In a previous article, we learned how to select a single column. Now, we move on to multiple columns. In this article, we will cover how to select multiple columns from a pandas DataFrame. We will use the index operator, the iloc
method and the loc
method. These will all return a subset DataFrame rather than a series.
The first method of selecting a columns is with the index operator. This is similar to a single column, however, we pass a list of column names instead of a signle column name.
import pandas as pd
df = pd.DataFrame([
{
"person": "James",
"sales": 1000,
},
{
"person": "Clara",
"sales": 3000,
}
])
people = df[['pearson', 'sales']]
print(people)
The next way to select columns is using the loc
method.

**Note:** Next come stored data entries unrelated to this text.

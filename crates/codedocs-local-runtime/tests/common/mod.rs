//! Shell-script stand-ins for the runtime binary.

#![allow(dead_code)]

use std::net::TcpListener;
use std::path::{Path, PathBuf};
use std::time::Duration;

use codedocs_local_runtime::{RuntimeConfig, RuntimeConfigBuilder};
use tempfile::TempDir;

/// A fake runtime: a `/bin/sh` script that records each spawn and the
/// `OLLAMA_HOST` it was given, then runs `body`.
pub struct FakeRuntime {
    pub dir: TempDir,
    pub script: PathBuf,
    pub host_file: PathBuf,
    pub spawn_log: PathBuf,
}

impl FakeRuntime {
    pub fn new(body: &str) -> Self {
        let dir = tempfile::tempdir().unwrap();
        let script = dir.path().join("fake-ollama.sh");
        let host_file = dir.path().join("host");
        let spawn_log = dir.path().join("spawns");

        let source = format!(
            "#!/bin/sh\n\
             echo \"$1\" >> '{log}'\n\
             echo \"$OLLAMA_HOST\" > '{host}.tmp' && mv '{host}.tmp' '{host}'\n\
             {body}\n",
            log = spawn_log.display(),
            host = host_file.display(),
            body = body,
        );
        std::fs::write(&script, source).unwrap();

        Self {
            dir,
            script,
            host_file,
            spawn_log,
        }
    }

    /// Config running this script through `/bin/sh` with short timeouts.
    pub fn config(&self) -> RuntimeConfigBuilder {
        RuntimeConfig::builder()
            .runtime_binary("/bin/sh")
            .binary_args([self.script.display().to_string()])
            .runtime_port(free_port())
            .models_dir(self.dir.path().join("models"))
            .ready_poll_interval(Duration::from_millis(50))
            .startup_timeout(Duration::from_secs(5))
            .shutdown_grace(Duration::from_millis(500))
            .kill_timeout(Duration::from_secs(2))
            .probe_timeout(Duration::from_millis(200))
            .output_drain_timeout(Duration::from_millis(500))
    }

    /// Number of times the script was started.
    pub fn spawn_count(&self) -> usize {
        std::fs::read_to_string(&self.spawn_log)
            .map(|s| s.lines().count())
            .unwrap_or(0)
    }

    /// Arguments of every spawn, in order.
    pub fn spawn_args(&self) -> Vec<String> {
        std::fs::read_to_string(&self.spawn_log)
            .map(|s| s.lines().map(str::to_string).collect())
            .unwrap_or_default()
    }

    /// Wait for the script to report its port, then listen on it the way
    /// the real runtime would. Keep the listener alive to stay "ready".
    pub async fn listen_when_spawned(&self) -> TcpListener {
        listen_on_reported_port(&self.host_file).await
    }
}

async fn listen_on_reported_port(host_file: &Path) -> TcpListener {
    for _ in 0..400 {
        if let Ok(host) = std::fs::read_to_string(host_file) {
            let port = host
                .trim()
                .rsplit(':')
                .next()
                .and_then(|p| p.parse::<u16>().ok());
            if let Some(port) = port {
                let _ = std::fs::remove_file(host_file);
                return TcpListener::bind(("127.0.0.1", port)).unwrap();
            }
        }
        tokio::time::sleep(Duration::from_millis(25)).await;
    }
    panic!("fake runtime never reported its port");
}

/// A port that was free a moment ago.
pub fn free_port() -> u16 {
    let listener = TcpListener::bind(("127.0.0.1", 0)).unwrap();
    listener.local_addr().unwrap().port()
}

This method also allows us to select rows.
import pandas as pd
df = pd.DataFrame([
{
"person": "James",
"sales": 1000,
},
{
"person": "Clara",
"sales": 3000,
}
])
newDf = df.loc[:, ['pearson', 'sales']]
print(newDf.head())
Notice here that we start with :
which is the slice operator for python lists. Basically we are saying, select all the rows and the "pearson" and "sales" column.
The final way to select columns is with the iloc
method. Instead of using labels, we use column indices. In the example below, we select all rows with columns 1 and 2.
import pandas as pd
df = pd.DataFrame([
{
"person": "James",
"sales": 1000,
},
{
"person": "Clara",
"sales": 3000,
}
])
newDf = df.iloc[:, [1, 2]]
print(newDf.head())